◆ Task directions
From first line to last, retype the data exactly.

Saved entries:

__________

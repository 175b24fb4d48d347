use crate::output::print_json;
use clap::Subcommand;
use std::path::Path;
use tickler_core::config::Config;

#[derive(Subcommand)]
pub enum ConfigSubcommand {
    /// Print the effective configuration
    Show,

    /// Check the configuration and report where it was loaded from
    Validate,
}

pub fn run(
    config: &Config,
    path: Option<&Path>,
    subcmd: ConfigSubcommand,
    json: bool,
) -> anyhow::Result<()> {
    match subcmd {
        ConfigSubcommand::Show => show(config, json),
        ConfigSubcommand::Validate => validate(config, path, json),
    }
}

fn show(config: &Config, json: bool) -> anyhow::Result<()> {
    if json {
        print_json(config)
    } else {
        print!("{}", config.to_yaml()?);
        Ok(())
    }
}

fn validate(config: &Config, path: Option<&Path>, json: bool) -> anyhow::Result<()> {
    config.validate()?;
    let source = path
        .map(|p| p.display().to_string())
        .unwrap_or_else(|| "built-in defaults".to_string());

    if json {
        print_json(&serde_json::json!({ "valid": true, "source": source }))?;
    } else {
        println!("Config is valid ({source}).");
    }
    Ok(())
}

__________

◆ Reply
repository 175b24fb4d48d347
use crate::output::print_json;
use clap::Subcommand;
use std::path::Path;
use tickler_core::config::Config;

#[derive(Subcommand)]
pub enum ConfigSubcommand {
    /// Print the effective configuration
    Show,

    /// Check the configuration and report where it was loaded from
    Validate,
}

pub fn run(
    config: &Config,
    path: Option<&Path>,
    subcmd: ConfigSubcommand,
    json: bool,
) -> anyhow::Result<()> {
    match subcmd {
        ConfigSubcommand::Show => show(config, json),
        ConfigSubcommand::Validate => validate(config, path, json),
    }
}

fn show(config: &Config, json: bool) -> anyhow::Result<()> {
    if json {
        print_json(config)
    } else {
        print!("{}", config.to_yaml()?);
        Ok(())
    }
}

fn validate(config: &Config, path: Option<&Path>, json: bool) -> anyhow::Result<()> {
    config.validate()?;
    let source = path
        .map(|p| p.display().to_string())
        .unwrap_or_else(|| "built-in defaults".to_string());

    if json {
        print_json(&serde_json::json!({ "valid": true, "source": source }))?;
    } else {
        println!("Config is valid ({source}).");
    }
    Ok(())
}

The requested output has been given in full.